▶ **THE TASK**: Answer with a number only, giving how many lines in the data below include "this".

▶ **GIVEN INFORMATION**:
★ ★ ★ ★

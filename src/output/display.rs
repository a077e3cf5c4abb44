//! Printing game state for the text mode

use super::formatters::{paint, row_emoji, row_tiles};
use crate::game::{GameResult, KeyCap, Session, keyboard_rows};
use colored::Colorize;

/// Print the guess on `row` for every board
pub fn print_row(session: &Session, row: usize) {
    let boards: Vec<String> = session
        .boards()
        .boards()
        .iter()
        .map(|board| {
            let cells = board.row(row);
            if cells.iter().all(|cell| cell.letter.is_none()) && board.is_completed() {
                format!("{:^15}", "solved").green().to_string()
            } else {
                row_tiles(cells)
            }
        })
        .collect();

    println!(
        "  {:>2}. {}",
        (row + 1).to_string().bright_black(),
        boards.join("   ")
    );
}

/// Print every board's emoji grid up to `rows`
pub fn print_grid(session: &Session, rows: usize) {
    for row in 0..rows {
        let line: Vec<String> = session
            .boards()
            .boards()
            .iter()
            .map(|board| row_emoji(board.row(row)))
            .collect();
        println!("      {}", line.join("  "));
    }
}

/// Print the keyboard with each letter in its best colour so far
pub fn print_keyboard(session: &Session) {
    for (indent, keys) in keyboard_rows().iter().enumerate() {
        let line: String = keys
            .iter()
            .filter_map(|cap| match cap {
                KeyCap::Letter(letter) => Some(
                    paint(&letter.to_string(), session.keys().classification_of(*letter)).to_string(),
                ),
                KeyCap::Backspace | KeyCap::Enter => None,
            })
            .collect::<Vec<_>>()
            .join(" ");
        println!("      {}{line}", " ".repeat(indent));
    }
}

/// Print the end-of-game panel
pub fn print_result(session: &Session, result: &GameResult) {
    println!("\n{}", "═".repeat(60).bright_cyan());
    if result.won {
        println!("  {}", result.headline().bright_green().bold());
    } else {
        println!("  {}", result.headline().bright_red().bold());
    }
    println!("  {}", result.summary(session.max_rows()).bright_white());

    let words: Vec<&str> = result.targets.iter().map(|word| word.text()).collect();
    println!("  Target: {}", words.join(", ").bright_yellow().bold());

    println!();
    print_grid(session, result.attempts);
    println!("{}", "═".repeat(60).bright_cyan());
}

★ ★ ★ ★

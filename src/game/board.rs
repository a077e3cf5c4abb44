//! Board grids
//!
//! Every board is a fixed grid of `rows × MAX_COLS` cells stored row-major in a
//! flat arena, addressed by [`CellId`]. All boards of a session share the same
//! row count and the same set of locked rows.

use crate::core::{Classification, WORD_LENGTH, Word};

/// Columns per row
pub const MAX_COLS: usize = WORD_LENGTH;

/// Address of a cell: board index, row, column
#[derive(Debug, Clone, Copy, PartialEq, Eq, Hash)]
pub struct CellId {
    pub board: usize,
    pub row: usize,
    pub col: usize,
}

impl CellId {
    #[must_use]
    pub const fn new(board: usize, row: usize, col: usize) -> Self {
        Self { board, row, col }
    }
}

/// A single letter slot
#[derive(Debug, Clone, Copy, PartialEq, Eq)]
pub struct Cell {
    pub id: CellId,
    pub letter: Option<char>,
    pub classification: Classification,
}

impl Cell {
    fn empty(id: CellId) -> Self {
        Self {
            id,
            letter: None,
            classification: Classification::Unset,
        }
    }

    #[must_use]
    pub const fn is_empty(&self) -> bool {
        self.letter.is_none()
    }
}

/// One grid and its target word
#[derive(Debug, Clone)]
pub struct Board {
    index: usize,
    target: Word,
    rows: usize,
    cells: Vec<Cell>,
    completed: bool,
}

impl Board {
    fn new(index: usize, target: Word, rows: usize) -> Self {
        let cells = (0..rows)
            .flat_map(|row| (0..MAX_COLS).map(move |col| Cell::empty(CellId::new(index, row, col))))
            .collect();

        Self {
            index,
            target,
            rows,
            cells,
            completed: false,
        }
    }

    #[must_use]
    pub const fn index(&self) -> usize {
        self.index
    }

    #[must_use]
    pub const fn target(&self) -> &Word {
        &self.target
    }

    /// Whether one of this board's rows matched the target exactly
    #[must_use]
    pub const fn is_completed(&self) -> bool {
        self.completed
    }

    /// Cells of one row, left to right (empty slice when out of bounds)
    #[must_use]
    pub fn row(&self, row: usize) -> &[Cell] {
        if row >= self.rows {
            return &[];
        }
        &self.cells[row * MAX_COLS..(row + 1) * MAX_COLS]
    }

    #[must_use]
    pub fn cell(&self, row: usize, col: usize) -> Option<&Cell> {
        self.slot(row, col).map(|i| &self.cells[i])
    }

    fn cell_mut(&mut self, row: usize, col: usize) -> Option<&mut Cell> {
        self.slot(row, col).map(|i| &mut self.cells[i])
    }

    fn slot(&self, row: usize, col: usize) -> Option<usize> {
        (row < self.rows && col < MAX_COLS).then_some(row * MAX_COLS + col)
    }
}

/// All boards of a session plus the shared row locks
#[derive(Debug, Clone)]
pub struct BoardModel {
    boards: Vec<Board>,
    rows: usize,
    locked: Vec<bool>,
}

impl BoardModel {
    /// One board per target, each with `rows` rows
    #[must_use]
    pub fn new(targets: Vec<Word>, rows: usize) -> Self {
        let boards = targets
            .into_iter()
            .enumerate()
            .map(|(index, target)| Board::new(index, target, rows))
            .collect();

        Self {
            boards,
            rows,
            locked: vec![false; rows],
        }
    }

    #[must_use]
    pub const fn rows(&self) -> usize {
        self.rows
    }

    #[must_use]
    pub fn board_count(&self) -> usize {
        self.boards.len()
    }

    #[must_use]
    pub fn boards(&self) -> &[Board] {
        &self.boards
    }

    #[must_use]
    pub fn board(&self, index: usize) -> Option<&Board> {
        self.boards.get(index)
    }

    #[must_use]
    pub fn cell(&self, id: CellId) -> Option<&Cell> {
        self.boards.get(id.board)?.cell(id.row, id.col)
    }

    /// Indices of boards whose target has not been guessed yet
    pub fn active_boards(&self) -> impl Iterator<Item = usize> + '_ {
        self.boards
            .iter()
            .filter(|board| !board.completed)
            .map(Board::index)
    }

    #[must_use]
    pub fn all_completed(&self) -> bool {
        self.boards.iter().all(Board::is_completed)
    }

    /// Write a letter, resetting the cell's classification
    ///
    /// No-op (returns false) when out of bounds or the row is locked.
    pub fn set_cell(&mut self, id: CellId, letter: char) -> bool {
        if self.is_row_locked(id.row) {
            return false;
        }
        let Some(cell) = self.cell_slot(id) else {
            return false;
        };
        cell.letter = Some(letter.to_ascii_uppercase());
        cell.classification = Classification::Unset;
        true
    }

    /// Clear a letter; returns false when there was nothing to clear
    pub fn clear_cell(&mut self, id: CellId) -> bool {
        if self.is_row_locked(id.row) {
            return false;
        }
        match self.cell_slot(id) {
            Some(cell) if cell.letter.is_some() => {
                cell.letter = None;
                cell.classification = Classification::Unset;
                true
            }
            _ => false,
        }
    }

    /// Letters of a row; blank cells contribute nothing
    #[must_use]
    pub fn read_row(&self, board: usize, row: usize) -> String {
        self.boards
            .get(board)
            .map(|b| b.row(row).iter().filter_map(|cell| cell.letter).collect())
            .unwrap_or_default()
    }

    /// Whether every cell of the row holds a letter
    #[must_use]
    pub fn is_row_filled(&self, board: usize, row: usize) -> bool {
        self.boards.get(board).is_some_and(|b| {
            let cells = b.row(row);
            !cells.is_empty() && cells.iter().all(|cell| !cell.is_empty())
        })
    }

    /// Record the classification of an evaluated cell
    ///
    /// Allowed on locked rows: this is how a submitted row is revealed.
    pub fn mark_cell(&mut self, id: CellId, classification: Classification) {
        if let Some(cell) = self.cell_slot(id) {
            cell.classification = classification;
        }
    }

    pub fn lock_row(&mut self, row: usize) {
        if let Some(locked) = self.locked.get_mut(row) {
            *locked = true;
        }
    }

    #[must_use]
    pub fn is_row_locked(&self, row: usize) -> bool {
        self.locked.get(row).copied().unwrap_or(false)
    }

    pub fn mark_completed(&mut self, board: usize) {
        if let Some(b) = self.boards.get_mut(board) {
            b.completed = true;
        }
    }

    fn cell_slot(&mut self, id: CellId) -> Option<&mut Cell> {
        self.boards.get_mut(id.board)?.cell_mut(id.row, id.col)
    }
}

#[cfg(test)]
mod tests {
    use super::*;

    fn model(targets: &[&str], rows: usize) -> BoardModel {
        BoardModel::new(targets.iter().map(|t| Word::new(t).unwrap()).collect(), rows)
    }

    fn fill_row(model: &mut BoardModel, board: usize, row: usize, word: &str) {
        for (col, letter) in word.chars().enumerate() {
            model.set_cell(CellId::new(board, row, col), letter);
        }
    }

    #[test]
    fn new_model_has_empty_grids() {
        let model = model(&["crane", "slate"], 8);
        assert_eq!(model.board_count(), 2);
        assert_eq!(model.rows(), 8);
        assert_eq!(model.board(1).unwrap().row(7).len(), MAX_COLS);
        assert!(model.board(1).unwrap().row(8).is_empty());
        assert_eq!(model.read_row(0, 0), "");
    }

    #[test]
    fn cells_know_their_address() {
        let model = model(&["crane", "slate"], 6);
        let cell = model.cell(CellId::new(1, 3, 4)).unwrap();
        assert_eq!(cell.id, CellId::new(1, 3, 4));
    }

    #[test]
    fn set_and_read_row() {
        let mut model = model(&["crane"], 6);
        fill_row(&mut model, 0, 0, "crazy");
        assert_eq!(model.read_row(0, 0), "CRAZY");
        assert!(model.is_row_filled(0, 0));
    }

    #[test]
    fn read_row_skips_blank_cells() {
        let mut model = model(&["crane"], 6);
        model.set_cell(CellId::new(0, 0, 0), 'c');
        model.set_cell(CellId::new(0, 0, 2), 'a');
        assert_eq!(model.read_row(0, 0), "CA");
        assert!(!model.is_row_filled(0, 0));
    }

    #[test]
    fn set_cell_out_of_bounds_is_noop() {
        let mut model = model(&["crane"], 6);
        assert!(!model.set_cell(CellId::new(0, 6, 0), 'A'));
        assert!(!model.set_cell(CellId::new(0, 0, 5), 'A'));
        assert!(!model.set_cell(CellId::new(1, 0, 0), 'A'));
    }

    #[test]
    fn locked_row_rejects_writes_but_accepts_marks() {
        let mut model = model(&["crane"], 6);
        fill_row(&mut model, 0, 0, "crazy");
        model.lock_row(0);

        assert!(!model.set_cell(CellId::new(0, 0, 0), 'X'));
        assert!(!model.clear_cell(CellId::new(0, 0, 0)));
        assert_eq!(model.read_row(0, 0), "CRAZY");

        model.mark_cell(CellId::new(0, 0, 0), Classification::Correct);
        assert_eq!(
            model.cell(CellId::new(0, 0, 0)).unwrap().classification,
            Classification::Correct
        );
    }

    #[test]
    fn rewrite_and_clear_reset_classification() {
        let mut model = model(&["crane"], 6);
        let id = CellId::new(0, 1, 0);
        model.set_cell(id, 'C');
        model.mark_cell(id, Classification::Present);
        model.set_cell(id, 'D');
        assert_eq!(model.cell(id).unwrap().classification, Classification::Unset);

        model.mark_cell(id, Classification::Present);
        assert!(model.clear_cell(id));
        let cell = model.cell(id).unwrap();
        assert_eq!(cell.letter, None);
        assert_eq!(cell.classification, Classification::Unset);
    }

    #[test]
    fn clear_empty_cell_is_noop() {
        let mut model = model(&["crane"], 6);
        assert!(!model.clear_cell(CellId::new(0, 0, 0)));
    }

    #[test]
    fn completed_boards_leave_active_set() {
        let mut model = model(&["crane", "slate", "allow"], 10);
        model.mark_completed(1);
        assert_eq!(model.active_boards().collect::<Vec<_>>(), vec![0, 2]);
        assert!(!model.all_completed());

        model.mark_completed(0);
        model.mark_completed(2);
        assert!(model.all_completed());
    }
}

★ ★ ★ ★

▶ **ANSWER**: 2